The result should help the Finns too, as the Duodecim team has been formed to look at Finnish guidelines and there was a proposal to adopt the previous Danish position.
That cannot happen now and the Finnish authorities must change course accordingly.
In fact, the Finnish situation should be improved for patients and Duodecim need to look at the recent Swedish document where it says there is not enough evidence to formulate adequate guidelines/propose treatments.
Here is the link to the Swedish site - https://www.socialstyrelsen.se/nyheter/2018/merforskningbehovsommecfs
Here is the English version of the summary https://www.socialstyrelsen.se/Lists/Artikelkatalog/Attachments/21182/2018-12-48-summary.pdf
One of the statements from the Swedish working group on guidelines was the following -
" Considering the current situation as regards evidence, it is crucial that the interventions offered to each patient diagnosed with ME/CFS or similar symptoms must be individually adapted for the patient in question and evaluated.

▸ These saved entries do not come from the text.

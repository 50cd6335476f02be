use std::net::SocketAddr;
use std::time::Duration;

use chord_node::{Config, Node};
use chord_proto::chord::chord_server::ChordServer;
use tokio::net::TcpListener;
use tonic::transport::Server;

/// Starts a node bound to an OS-assigned port on `127.0.0.1`, with an
/// 8-bit identifier space unless `key_size` says otherwise. Returns
/// the running `Node` handle, its bound address, and the server
/// task's `JoinHandle` so a test can `.abort()` it to simulate a
/// crash.
pub async fn start_node(key_size: u32) -> (Node, String, tokio::task::JoinHandle<()>) {
    let listener = TcpListener::bind("127.0.0.1:0").await.unwrap();
    let local_addr: SocketAddr = listener.local_addr().unwrap();
    let addr_str = local_addr.to_string();

    let config = Config {
        key_size,
        addr: "127.0.0.1".to_string(),
        port: local_addr.port(),
        join: None,
        monitor: None,
        timeout_ms: 5000,
        stabilize_interval_ms: 250,
        fix_finger_interval_ms: 50,
        check_predecessor_interval_ms: 150,
        successor_list_size: 2,
        logging: false,
    };

    let node = Node::create(config);
    let serving = node.clone();
    let handle = tokio::spawn(async move {
        Server::builder()
            .add_service(ChordServer::new(serving))
            .serve_with_incoming(tokio_stream::wrappers::TcpListenerStream::new(listener))
            .await
            .unwrap();
    });

    tokio::time::sleep(Duration::from_millis(50)).await;
    (node, addr_str, handle)
}

pub async fn stabilize_ring(nodes: &[Node], rounds: usize) {
    for _ in 0..rounds {
        for node in nodes {
            node.stabilize().await;
            node.fix_finger().await;
            node.check_predecessor().await;
        }
        tokio::time::sleep(Duration::from_millis(80)).await;
    }
}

This patient group is in need of care measures to alleviate symptoms and improve quality of life. For the individual patient, different evidence-based interventions can be offered on the basis of the symptoms presented in the patient in question, for example, measures for pain or sleep disturbances. The care provider must be perceptive and take all aspects of the patient’s medical problems and healthcare needs into account."